■ **ACTIVITY**:
From the data that follows, copy every line holding the string "TokioScheduler".

■ **DATA TO EXAMINE**:
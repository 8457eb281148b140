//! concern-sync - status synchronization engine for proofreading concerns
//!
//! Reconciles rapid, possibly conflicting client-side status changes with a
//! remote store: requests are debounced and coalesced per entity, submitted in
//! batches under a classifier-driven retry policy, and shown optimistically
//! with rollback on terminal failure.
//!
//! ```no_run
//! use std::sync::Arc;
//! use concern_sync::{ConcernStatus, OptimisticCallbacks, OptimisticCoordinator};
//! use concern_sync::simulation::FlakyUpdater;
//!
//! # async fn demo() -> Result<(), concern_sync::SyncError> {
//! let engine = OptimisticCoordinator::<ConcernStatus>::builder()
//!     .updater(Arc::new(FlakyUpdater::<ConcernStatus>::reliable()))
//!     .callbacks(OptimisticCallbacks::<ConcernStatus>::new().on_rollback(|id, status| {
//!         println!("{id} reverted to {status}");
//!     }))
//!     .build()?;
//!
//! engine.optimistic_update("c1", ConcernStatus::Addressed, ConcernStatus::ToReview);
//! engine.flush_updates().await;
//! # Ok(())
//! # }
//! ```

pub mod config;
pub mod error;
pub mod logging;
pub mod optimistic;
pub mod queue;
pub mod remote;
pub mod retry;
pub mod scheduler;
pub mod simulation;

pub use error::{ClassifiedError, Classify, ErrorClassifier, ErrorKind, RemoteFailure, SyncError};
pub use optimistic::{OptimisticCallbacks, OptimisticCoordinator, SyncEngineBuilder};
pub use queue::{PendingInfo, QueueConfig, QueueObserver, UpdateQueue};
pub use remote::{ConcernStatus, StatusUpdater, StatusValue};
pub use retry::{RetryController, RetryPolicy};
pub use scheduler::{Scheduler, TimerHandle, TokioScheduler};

---

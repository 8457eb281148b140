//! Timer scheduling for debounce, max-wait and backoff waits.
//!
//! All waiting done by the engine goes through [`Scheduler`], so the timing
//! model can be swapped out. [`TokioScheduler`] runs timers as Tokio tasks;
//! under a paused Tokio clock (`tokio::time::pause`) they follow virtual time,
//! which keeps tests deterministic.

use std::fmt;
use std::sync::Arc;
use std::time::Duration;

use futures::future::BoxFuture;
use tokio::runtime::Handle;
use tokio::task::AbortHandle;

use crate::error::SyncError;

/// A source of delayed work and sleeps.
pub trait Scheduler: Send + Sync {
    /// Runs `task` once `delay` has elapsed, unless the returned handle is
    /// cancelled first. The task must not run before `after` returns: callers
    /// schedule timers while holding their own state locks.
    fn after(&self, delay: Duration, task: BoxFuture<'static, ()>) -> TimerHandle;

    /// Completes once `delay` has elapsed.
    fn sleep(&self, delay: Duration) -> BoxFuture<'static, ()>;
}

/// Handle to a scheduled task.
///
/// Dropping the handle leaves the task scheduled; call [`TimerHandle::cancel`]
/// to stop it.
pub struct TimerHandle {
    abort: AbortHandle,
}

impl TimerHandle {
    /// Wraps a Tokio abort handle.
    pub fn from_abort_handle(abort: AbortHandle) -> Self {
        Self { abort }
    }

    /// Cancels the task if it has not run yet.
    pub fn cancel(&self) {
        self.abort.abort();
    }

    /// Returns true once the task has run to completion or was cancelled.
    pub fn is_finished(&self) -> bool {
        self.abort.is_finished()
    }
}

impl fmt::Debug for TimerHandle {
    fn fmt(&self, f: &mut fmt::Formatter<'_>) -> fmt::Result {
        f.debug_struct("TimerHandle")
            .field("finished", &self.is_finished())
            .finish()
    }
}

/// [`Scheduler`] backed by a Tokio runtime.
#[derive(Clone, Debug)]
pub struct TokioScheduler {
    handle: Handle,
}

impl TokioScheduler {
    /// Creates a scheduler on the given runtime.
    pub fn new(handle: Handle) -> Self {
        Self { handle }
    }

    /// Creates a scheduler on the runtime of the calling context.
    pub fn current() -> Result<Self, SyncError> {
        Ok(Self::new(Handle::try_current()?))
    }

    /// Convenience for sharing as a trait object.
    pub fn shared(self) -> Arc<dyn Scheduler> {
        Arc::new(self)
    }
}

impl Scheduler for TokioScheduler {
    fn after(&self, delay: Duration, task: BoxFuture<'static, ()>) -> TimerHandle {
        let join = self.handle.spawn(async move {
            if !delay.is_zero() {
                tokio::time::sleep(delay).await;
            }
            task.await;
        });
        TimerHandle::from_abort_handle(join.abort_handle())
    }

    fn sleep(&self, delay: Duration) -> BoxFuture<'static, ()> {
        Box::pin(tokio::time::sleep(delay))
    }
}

■ **EXERCISE RESULT**:
pub use scheduler::{Scheduler, TimerHandle, TokioScheduler};
//! model can be swapped out. [`TokioScheduler`] runs timers as Tokio tasks;
pub struct TokioScheduler {
impl TokioScheduler {
impl Scheduler for TokioScheduler {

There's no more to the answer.